CUDA runtime error (59)


(Soumyadeep Ghosh) #1

I am receiving this error after different runs of my network…

THCudaCheck FAIL file=/opt/conda/conda-bld/pytorch_1503966894950/work/torch/lib/THCUNN/generic/Threshold.cu line=66 error=59 : device-side assert triggered
Traceback (most recent call last):
File “train_finetune_cscrv.py”, line 309, in
train(epoch)
File “train_finetune_cscrv.py”, line 231, in train
classifier_loss.backward() # this loss has to backproped to G as well
File “/home/iab/anaconda2/envs/pytorch/lib/python2.7/site-packages/torch/autograd/variable.py”, line 156, in backward
torch.autograd.backward(self, gradient, retain_graph, create_graph, retain_variables)
File “/home/iab/anaconda2/envs/pytorch/lib/python2.7/site-packages/torch/autograd/init.py”, line 98, in backward
variables, grad_variables, retain_graph)
File “/home/iab/anaconda2/envs/pytorch/lib/python2.7/site-packages/torch/autograd/function.py”, line 91, in apply
return self._forward_cls.backward(self, *args)
File “/home/iab/anaconda2/envs/pytorch/lib/python2.7/site-packages/torch/nn/_functions/thnn/auto.py”, line 187, in backward
return (backward_cls.apply(input, grad_output, ctx.additional_args, ctx._backend, ctx.buffers, *tensor_params) +
File “/home/iab/anaconda2/envs/pytorch/lib/python2.7/site-packages/torch/nn/_functions/thnn/auto.py”, line 219, in backward_cls_forward
update_grad_input_fn(ctx._backend.library_state, input, grad_output, grad_input, *gi_args)
RuntimeError: cuda runtime error (59) : device-side assert triggered at /opt/conda/conda-bld/pytorch_1503966894950/work/torch/lib/THCUNN/generic/Threshold.cu:66
/opt/conda/conda-bld/pytorch_1503966894950/work/torch/lib/THCUNN/ClassNLLCriterion.cu:57: void cunn_ClassNLLCriterion_updateOutput_kernel(Dtype *, Dtype *, Dtype *, long *, Dtype *, int, int, int, int, long) [with Dtype = float, Acctype = float]: block: [0,0,0], thread: [0,0,0] Assertion t >= 0 && t < n_classes failed.

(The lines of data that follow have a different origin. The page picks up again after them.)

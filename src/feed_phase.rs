use crate::bernstein::basis6;

/// One phase (accelerate, cruise or decelerate) of a feed profile.
///
/// The velocity over the phase is a quintic Bernstein blend with three
/// control points at the entry velocity and three at the exit velocity, so
/// it starts and ends with zero acceleration. Its integral, the distance
/// covered, is a degree-6 Bernstein polynomial with coefficients `f`.
#[derive(Default, Clone, Copy, Debug, PartialEq)]
pub struct FeedPhase {
    /// Phase duration (seconds).
    pub time: f64,

    /// Distance covered before the phase starts.
    pub pos: f64,

    /// Entry velocity.
    pub vel_in: f64,

    /// Exit velocity.
    pub vel_out: f64,

    /// Cumulative velocity control-point sums `F_k`, `k = 0..=6`.
    pub f: [f64; 7],
}

impl FeedPhase {
    /// Creates a phase lasting `time` that starts at distance `pos`.
    pub fn new(time: f64, pos: f64, vel_in: f64, vel_out: f64) -> Self {
        let mut f = [0.0; 7];
        for k in 1..7 {
            let v = if k - 1 < 3 { vel_in } else { vel_out };
            f[k] = f[k - 1] + v;
        }
        Self {
            time,
            pos,
            vel_in,
            vel_out,
            f,
        }
    }

    /// Distance covered during the phase, `time · (vel_in + vel_out) / 2`.
    pub fn length(&self) -> f64 {
        self.f[6] * self.time / 6.0
    }

    /// Cumulative distance at local time fraction `t ∈ [0, 1]`.
    ///
    /// A zero-duration phase contributes nothing beyond `pos`.
    pub fn distance(&self, t: f64) -> f64 {
        if self.time <= 0.0 {
            return self.pos;
        }
        let b = basis6(t);
        let sum: f64 = self.f.iter().zip(b.iter()).map(|(f, b)| f * b).sum();
        sum * self.time / 6.0 + self.pos
    }

    /// Velocity at local time fraction `t ∈ [0, 1]`.
    pub fn velocity(&self, t: f64) -> f64 {
        // derivative of the degree-6 blend: a quintic over the V(j) controls
        let t1 = 1.0 - t;
        let b = [
            t1.powi(5),
            5.0 * t * t1.powi(4),
            10.0 * t * t * t1.powi(3),
            10.0 * t.powi(3) * t1 * t1,
            5.0 * t.powi(4) * t1,
            t.powi(5),
        ];
        let lo: f64 = b[..3].iter().sum();
        let hi: f64 = b[3..].iter().sum();
        self.vel_in * lo + self.vel_out * hi
    }
}

#[cfg(test)]
mod tests {
    use super::*;

    #[test]
    fn blend_coefficients() {
        let phase = FeedPhase::new(1.0, 0.0, 2.0, 5.0);
        assert_eq!(phase.f, [0.0, 2.0, 4.0, 6.0, 11.0, 16.0, 21.0]);
    }

    #[test]
    fn distance_endpoints() {
        let phase = FeedPhase::new(0.01, 3.0, 0.0, 100.0);
        assert_eq!(phase.distance(0.0), 3.0);
        assert!((phase.distance(1.0) - 3.5).abs() < 1e-12);
        assert!((phase.length() - 0.5).abs() < 1e-12);
    }

    #[test]
    fn constant_velocity_is_linear() {
        let phase = FeedPhase::new(2.0, 1.0, 3.0, 3.0);
        for &t in &[0.0, 0.25, 0.5, 0.9, 1.0] {
            assert!((phase.distance(t) - (1.0 + 6.0 * t)).abs() < 1e-12);
            assert!((phase.velocity(t) - 3.0).abs() < 1e-12);
        }
    }

    #[test]
    fn symmetric_ramp_reaches_half_distance_at_midpoint() {
        let phase = FeedPhase::new(1.0, 0.0, 0.0, 10.0);
        assert!((phase.velocity(0.5) - 5.0).abs() < 1e-12);
        assert_eq!(phase.velocity(0.0), 0.0);
        assert!((phase.velocity(1.0) - 10.0).abs() < 1e-12);
    }

    #[test]
    fn zero_duration_phase_is_flat() {
        let phase = FeedPhase::new(0.0, 7.0, 4.0, 9.0);
        assert_eq!(phase.distance(0.3), 7.0);
        assert_eq!(phase.length(), 0.0);
    }
}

There is a separate question on this same thing RuntimeError: cuda runtime error (59)

But I am not sure how to fix this

The next time I run the same code I get this error

File “train_finetune_cscrv.py”, line 309, in
train(epoch)
File “train_finetune_cscrv.py”, line 231, in train
classifier_loss.backward() # this loss has to backproped to G as well
File “/home/iab/anaconda2/envs/pytorch/lib/python2.7/site-packages/torch/autograd/variable.py”, line 156, in backward
torch.autograd.backward(self, gradient, retain_graph, create_graph, retain_variables)
File “/home/iab/anaconda2/envs/pytorch/lib/python2.7/site-packages/torch/autograd/init.py”, line 98, in backward
variables, grad_variables, retain_graph)
RuntimeError: CUDNN_STATUS_EXECUTION_FAILED

PLEASE HELP !!!


(Yazhi Gao) #2

the error already says there is spam in your label data. the criterion only accept data in a range.


(Soumyadeep Ghosh) #3

Ohh yes I fixed it. But the error message was not at all helpful.